There is no safe amount of alcohol to share with your furry friend; they have a lower tolerance for ethanol, says Dr. Rutter.

What should you do if your dog accidentally ingests beer?

Intoxication causes the same types of symptoms as in humans, including vomiting, diarrhea, incoordination and a coma. Some animals require mechanical ventilation and intensive care after alcohol exposure, which for dogs tends to happen via human alcoholic beverages, uncooked bread dough and rotten fruit; along with things like mouthwashes, medications, paints and fuel substitutes. The smaller your dog, the less alcohol he can tolerate – and the higher the proof of the alcoholic beverage, the more dangerous it is, she says.

If your dog ingests more than an accidental sip or two of an alcoholic beverage, Dr Rutter recommends calling your veterinarian or animal poison control center for guidance.

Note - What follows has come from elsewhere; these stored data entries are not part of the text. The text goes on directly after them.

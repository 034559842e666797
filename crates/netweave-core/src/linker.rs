// SPDX-License-Identifier: Apache-2.0
// © James Ross Ω FLYING•ROBOTS <https://github.com/flyingrobots>
//! Binding of TypeReferences to Type nodes.
//!
//! Type definitions may name types that are declared later. References are
//! therefore created unresolved and bound in a separate pass; whatever is
//! still unbound at the end of compilation is reported by
//! [`Linker::collect_unresolved_type_references`].
use std::collections::HashMap;
use std::hash::BuildHasher;

use rustc_hash::FxHashMap;
use tracing::{debug, instrument, trace};

use crate::ident::NodeId;
use crate::typegraph::{TypeGraph, TypeGraphError};

/// Source of type bindings for a link pass.
pub trait TypeLookup {
    /// Type node a reference named `identifier` should bind to.
    fn lookup_type(&self, identifier: &str) -> Option<NodeId>;
}

impl TypeLookup for TypeGraph {
    fn lookup_type(&self, identifier: &str) -> Option<NodeId> {
        self.type_by_name(identifier)
    }
}

impl<S: BuildHasher> TypeLookup for HashMap<String, NodeId, S> {
    fn lookup_type(&self, identifier: &str) -> Option<NodeId> {
        self.get(identifier).copied()
    }
}

/// Outcome of a link pass.
#[derive(Clone, Debug, Default, PartialEq, Eq)]
pub struct LinkReport {
    /// References bound by this pass, with their types.
    pub linked: Vec<(NodeId, NodeId)>,
    /// References still unbound afterwards.
    pub unresolved: Vec<NodeId>,
}

impl LinkReport {
    /// Returns `true` when nothing is left unbound.
    #[must_use]
    pub fn is_complete(&self) -> bool {
        self.unresolved.is_empty()
    }
}

/// Resolves TypeReferences.
#[derive(Debug, Clone, Copy, Default)]
pub struct Linker;

impl Linker {
    /// Binds `reference` to `ty`. Binding again to the same type is a no-op.
    ///
    /// # Errors
    /// - [`TypeGraphError::AlreadyLinked`] if bound to a different type.
    /// - [`TypeGraphError::NotATypeReference`] / [`TypeGraphError::NotAType`]
    ///   for nodes of the wrong kind.
    pub fn link_type_reference(
        tg: &mut TypeGraph,
        reference: NodeId,
        ty: NodeId,
    ) -> Result<(), TypeGraphError> {
        match tg.resolution(reference) {
            Some(existing) if existing == ty => Ok(()),
            Some(existing) => Err(TypeGraphError::AlreadyLinked { reference, existing }),
            None => {
                tg.set_resolution(reference, ty)?;
                trace!(%reference, %ty, "reference linked");
                Ok(())
            }
        }
    }

    /// Binds `reference` to `ty`, replacing any earlier binding.
    pub fn update_type_reference(
        tg: &mut TypeGraph,
        reference: NodeId,
        ty: NodeId,
    ) -> Result<(), TypeGraphError> {
        let previous = tg.set_resolution(reference, ty)?;
        trace!(%reference, %ty, ?previous, "reference rebound");
        Ok(())
    }

    /// Type `reference` is bound to, if any.
    #[must_use]
    pub fn get_resolved_type(tg: &TypeGraph, reference: NodeId) -> Option<NodeId> {
        tg.resolution(reference)
    }

    /// Every reference in `tg` that is not bound yet, in creation order.
    #[must_use]
    pub fn collect_unresolved_type_references(tg: &TypeGraph) -> Vec<NodeId> {
        tg.type_references()
            .into_iter()
            .filter(|r| tg.resolution(*r).is_none())
            .collect()
    }

    /// Binds every unbound reference whose identifier `lookup` knows.
    #[instrument(level = "debug", skip_all)]
    pub fn link_with(
        tg: &mut TypeGraph,
        lookup: &impl TypeLookup,
    ) -> Result<LinkReport, TypeGraphError> {
        let pending: Vec<(NodeId, Option<NodeId>)> = Self::collect_unresolved_type_references(tg)
            .into_iter()
            .map(|reference| {
                let target = tg
                    .type_reference_identifier(reference)
                    .and_then(|name| lookup.lookup_type(name));
                (reference, target)
            })
            .collect();

        let mut report = LinkReport::default();
        for (reference, target) in pending {
            match target {
                Some(ty) => {
                    Self::link_type_reference(tg, reference, ty)?;
                    report.linked.push((reference, ty));
                }
                None => report.unresolved.push(reference),
            }
        }
        debug!(
            linked = report.linked.len(),
            unresolved = report.unresolved.len(),
            "link pass"
        );
        Ok(report)
    }

    /// Binds every unbound reference to the type of the same name in `tg`.
    pub fn link_all(tg: &mut TypeGraph) -> Result<LinkReport, TypeGraphError> {
        let names: FxHashMap<String, NodeId> = tg
            .types()
            .into_iter()
            .filter_map(|ty| tg.type_name(ty).map(|name| (name.to_owned(), ty)))
            .collect();
        Self::link_with(tg, &names)
    }
}

#[cfg(test)]
mod tests {
    #![allow(clippy::expect_used)]
    use super::*;

    #[test]
    fn linking_is_explicit_and_checked() {
        let mut tg = TypeGraph::new();
        let reference = tg.add_type_reference("Resistor");
        let resistor = tg.add_type("Resistor").expect("type");
        let capacitor = tg.add_type("Capacitor").expect("type");
        assert_eq!(Linker::get_resolved_type(&tg, reference), None);
        assert_eq!(Linker::collect_unresolved_type_references(&tg), vec![reference]);

        Linker::link_type_reference(&mut tg, reference, resistor).expect("link");
        Linker::link_type_reference(&mut tg, reference, resistor).expect("idempotent");
        assert_eq!(
            Linker::link_type_reference(&mut tg, reference, capacitor),
            Err(TypeGraphError::AlreadyLinked {
                reference,
                existing: resistor
            })
        );
        Linker::update_type_reference(&mut tg, reference, capacitor).expect("update");
        assert_eq!(Linker::get_resolved_type(&tg, reference), Some(capacitor));
        assert!(Linker::collect_unresolved_type_references(&tg).is_empty());
        assert_eq!(
            Linker::link_type_reference(&mut tg, resistor, capacitor),
            Err(TypeGraphError::NotATypeReference(resistor))
        );
    }

    #[test]
    fn passes_use_the_lookup() {
        let mut tg = TypeGraph::new();
        let app = tg.add_type("App").expect("type");
        tg.add_make_child_deferred(app, "r", "Res", None).expect("r");
        tg.add_make_child_deferred(app, "x", "Unknown", None)
            .expect("x");
        let resistor = tg.add_type("Resistor").expect("type");

        let report = Linker::link_all(&mut tg).expect("pass");
        assert!(report.linked.is_empty());
        assert_eq!(report.unresolved.len(), 2);

        let aliases: HashMap<String, NodeId> = [("Res".to_owned(), resistor)].into_iter().collect();
        let report = Linker::link_with(&mut tg, &aliases).expect("pass");
        assert_eq!(report.linked.len(), 1);
        assert!(!report.is_complete());
        assert_eq!(tg.resolve_child_path(app, &["r"]), Some(resistor));
    }
}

If you want to enjoy a safe version of drinking with your dog, you can probably go ahead and have fun, Dr. Rutter says. Just don’t depend on it too much or get carried away.

“These products purchased and given to pets in moderation as a novelty are probably fine,” she said. “But in the same way that we find constructive and safe ways to enjoy our quality time with children without putting them at risk, I think we can do the same with our animals – with or without faux adult beverages.”

Busch – which, inspired by its Foster a Dog program, debuted Dog Brew in August of 2020 and sold out its first supply in 24 hours – is donating $1 for every case of Dog Brew purchased to Best Friends Animal Society, up to $50,000, Daniel says.